- Make sure that the system is really quiescent when starting an experiment: leave enough time to ensure all previous operations are really complete.
Always verify the data you are transferring. When writing something to disk or network, read it back and compare to what you've written. When reading, check that what you're reading is correct. There are cases where this would unreasonably lengthen the time a benchmark takes. If that's the case, then make sure that you at least check the data for one complete run, before continuing. Also, prior to collecting final numbers, check again!
never use the same data over and over. Make sure that each run uses different data. For example, have a timestamp or other unique dentifier (like the coordinate and label in the graph) in the data. This is to ensure that you're actually reading the correct data, not some stale cache contents, wrong block, etc.
Always do several runs, and check the standard deviation. Watch out for abnormal variance.
- Use a combination of successive and separate runs for the same data point. E.g. do the same point at least twice in a row (helps to identify caching effects that shouldn't be there) and twice more after some other points were taken (to identify cases of caching where there shouldn't be any). Have a good look at the standard deviations.
- Invert the order of measurements, helps to identify interference between measurements. This and the previous point can together be achieved by traversing the set of data points in both directions.

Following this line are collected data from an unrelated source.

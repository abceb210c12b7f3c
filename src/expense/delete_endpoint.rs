//! Defines the endpoint for deleting an expense.

use axum::{
    Json,
    extract::{Path, State, rejection::PathRejection},
    http::StatusCode,
    response::{IntoResponse, Response},
};
use serde_json::json;

use crate::expense::{ExpenseState, ExpenseStore, expense_id_from_path};

/// A route handler for deleting an expense, responds with `{"result": "success"}`.
///
/// Deleting an ID that does not exist is also a success.
pub async fn delete_expense_endpoint<S>(
    State(state): State<ExpenseState<S>>,
    expense_id: Result<Path<String>, PathRejection>,
) -> Response
where
    S: ExpenseStore + Send + Sync,
{
    let id = match expense_id_from_path(expense_id) {
        Ok(id) => id,
        Err(error) => return error.into_response(),
    };

    match state.expense_store.delete(id) {
        Ok(()) => (StatusCode::OK, Json(json!({ "result": "success" }))).into_response(),
        Err(error) => error.into_response(),
    }
}
//! The slices of [AppState] needed by the expense route handlers.

use axum::extract::FromRef;

use crate::{AppState, expense::ExpenseStore, pagination::PaginationConfig};

/// The state needed to get, create, update or delete a single expense.
#[derive(Debug, Clone)]
pub struct ExpenseState<S>
where
    S: ExpenseStore + Send + Sync,
{
    /// The store for managing expenses.
    pub expense_store: S,
}

impl<S> FromRef<AppState<S>> for ExpenseState<S>
where
    S: ExpenseStore + Clone + Send + Sync,
{
    fn from_ref(state: &AppState<S>) -> Self {
        Self {
            expense_store: state.expense_store.clone(),
        }
    }
}

/// The state needed to list expenses a page at a time.
#[derive(Debug, Clone)]
pub struct ListExpensesState<S>
where
    S: ExpenseStore + Send + Sync,
{
    /// The store for managing expenses.
    pub expense_store: S,
    /// The limits applied to the requested page.
    pub pagination_config: PaginationConfig,
}

impl<S> FromRef<AppState<S>> for ListExpensesState<S>
where
    S: ExpenseStore + Clone + Send + Sync,
{
    fn from_ref(state: &AppState<S>) -> Self {
        Self {
            expense_store: state.expense_store.clone(),
            pagination_config: state.pagination_config.clone(),
        }
    }
}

Don't only use regular strides or powers of two. You may be hitting pathological cases without noticing it. Throwing in some random points might be a good idea. However, don't use _only_ random points, you might be missing pathological cases. Good candidates for pathological cases are 2n, 2n-1,2n+1.
When comparing measurements of different configurations Make sure you use exactly the same points, don't just compare result graphs over the same interval.